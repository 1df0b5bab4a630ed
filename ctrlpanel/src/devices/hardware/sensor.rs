use crate::{
    components::control_panel::datalog::DataLog,
    devices::software::clock::LogicalClock,
    error::CommandError,
    messages::control::{
        command::{CommandResult, Reply},
        record::{LogRecord, Payload, SourceId},
    },
};
use serde::{Deserialize, Serialize};
use std::{
    collections::HashMap,
    sync::{
        atomic::{AtomicBool, AtomicI32, AtomicU32, AtomicU8, Ordering},
        Arc,
    },
};
use strum_macros::{Display, EnumString, IntoStaticStr};
use tracing::{info, warn};

pub const GET_VALUE_USAGE: &str = "Usage: get_sensor_value sensor=sensorname";
pub const GET_CONFIG_USAGE: &str = "Usage: get_sensor_config sensor=sensorname";
pub const SET_CONFIG_USAGE: &str = "Usage: set_sensor_config sensor=sensorname param=value";
const UNREFERENCED_SENSOR: &str = "Unreferenced sensor name";
const UNKNOWN_FIELD: &str = "Unknown config field";

pub const SENSOR_HELP: &str = "\
get_sensor_config sensor={temp,pot,light,pb1,pb2,pb3,js} : display the config of a sensor\r\n\
set_sensor_config sensor={temp,pot,light} lograte=secs : set the log rate of a sensor\r\n\
set_sensor_config sensor={temp,pot,light} min=val : set the min value that triggers an alarm\r\n\
set_sensor_config sensor={temp,pot,light} max=val : set the max value that triggers an alarm\r\n\
set_sensor_config sensor={pb1,pb2,pb3,js} alarm={on,off} : en/disable an alarm upon event\r\n\
get_sensor_value sensor={temp,pot,light,pb1,pb2,pb3,js,all} : display the current value of one sensor or of all sensors\r\n";

/// Capabilities shared by every sensor of the board.
pub trait Sensor: Send + Sync {
    fn source(&self) -> SourceId;

    /// Current reading as a log payload.
    fn value(&self) -> Result<Payload, CommandError>;

    /// `field=value` lines of the sensor configuration.
    fn config(&self) -> String;

    fn set_config(&self, field: &str, value: &str) -> Result<(), CommandError>;

    /// Seconds between periodic samples. Event driven sensors return 0.
    fn lograte(&self) -> u32 {
        0
    }
}

/// Per sensor startup configuration.
#[derive(Deserialize, Serialize, Debug, Clone, Copy, PartialEq, Eq, Default)]
pub struct SensorSettings {
    #[serde(default)]
    pub lograte: u32,
    #[serde(default)]
    pub min: Option<i32>,
    #[serde(default)]
    pub max: Option<i32>,
    #[serde(default)]
    pub alarm: bool,
}

fn parse_switch(value: &str) -> Result<bool, CommandError> {
    match value {
        "on" => Ok(true),
        "off" => Ok(false),
        _ => Err(CommandError::Syntax(SET_CONFIG_USAGE)),
    }
}

fn switch_name(on: bool) -> &'static str {
    if on {
        "on"
    } else {
        "off"
    }
}

/// An ADC backed sensor: temperature in degrees, potentiometer and light
/// in percent. The reading is fed by the acquisition side.
#[derive(Debug)]
pub struct AnalogSensor {
    source: SourceId,
    unit: &'static str,
    reading: AtomicI32,
    lograte: AtomicU32,
    min: AtomicI32,
    max: AtomicI32,
}

impl AnalogSensor {
    pub fn new(source: SourceId, unit: &'static str, settings: &SensorSettings) -> Self {
        Self {
            source,
            unit,
            reading: AtomicI32::new(0),
            lograte: AtomicU32::new(settings.lograte),
            min: AtomicI32::new(settings.min.unwrap_or(i32::MIN)),
            max: AtomicI32::new(settings.max.unwrap_or(i32::MAX)),
        }
    }

    pub fn set_reading(&self, reading: i32) {
        self.reading.store(reading, Ordering::Release);
    }

    pub fn reading(&self) -> i32 {
        self.reading.load(Ordering::Acquire)
    }
}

------------------------------------

> _Description of the task_:
When copying the data above, please keep exactly the lines from its first line through the line with "pub const SET_CONFIG_USAGE: &str", both ends included, and drop the rest.

> _Solution_:
repository 1df0b5bab4a630ed
filename ctrlpanel/src/devices/hardware/sensor.rs
use crate::{
    components::control_panel::datalog::DataLog,
    devices::software::clock::LogicalClock,
    error::CommandError,
    messages::control::{
        command::{CommandResult, Reply},
        record::{LogRecord, Payload, SourceId},
    },
};
use serde::{Deserialize, Serialize};
use std::{
    collections::HashMap,
    sync::{
        atomic::{AtomicBool, AtomicI32, AtomicU32, AtomicU8, Ordering},
        Arc,
    },
};
use strum_macros::{Display, EnumString, IntoStaticStr};
use tracing::{info, warn};

pub const GET_VALUE_USAGE: &str = "Usage: get_sensor_value sensor=sensorname";
pub const GET_CONFIG_USAGE: &str = "Usage: get_sensor_config sensor=sensorname";
pub const SET_CONFIG_USAGE: &str = "Usage: set_sensor_config sensor=sensorname param=value";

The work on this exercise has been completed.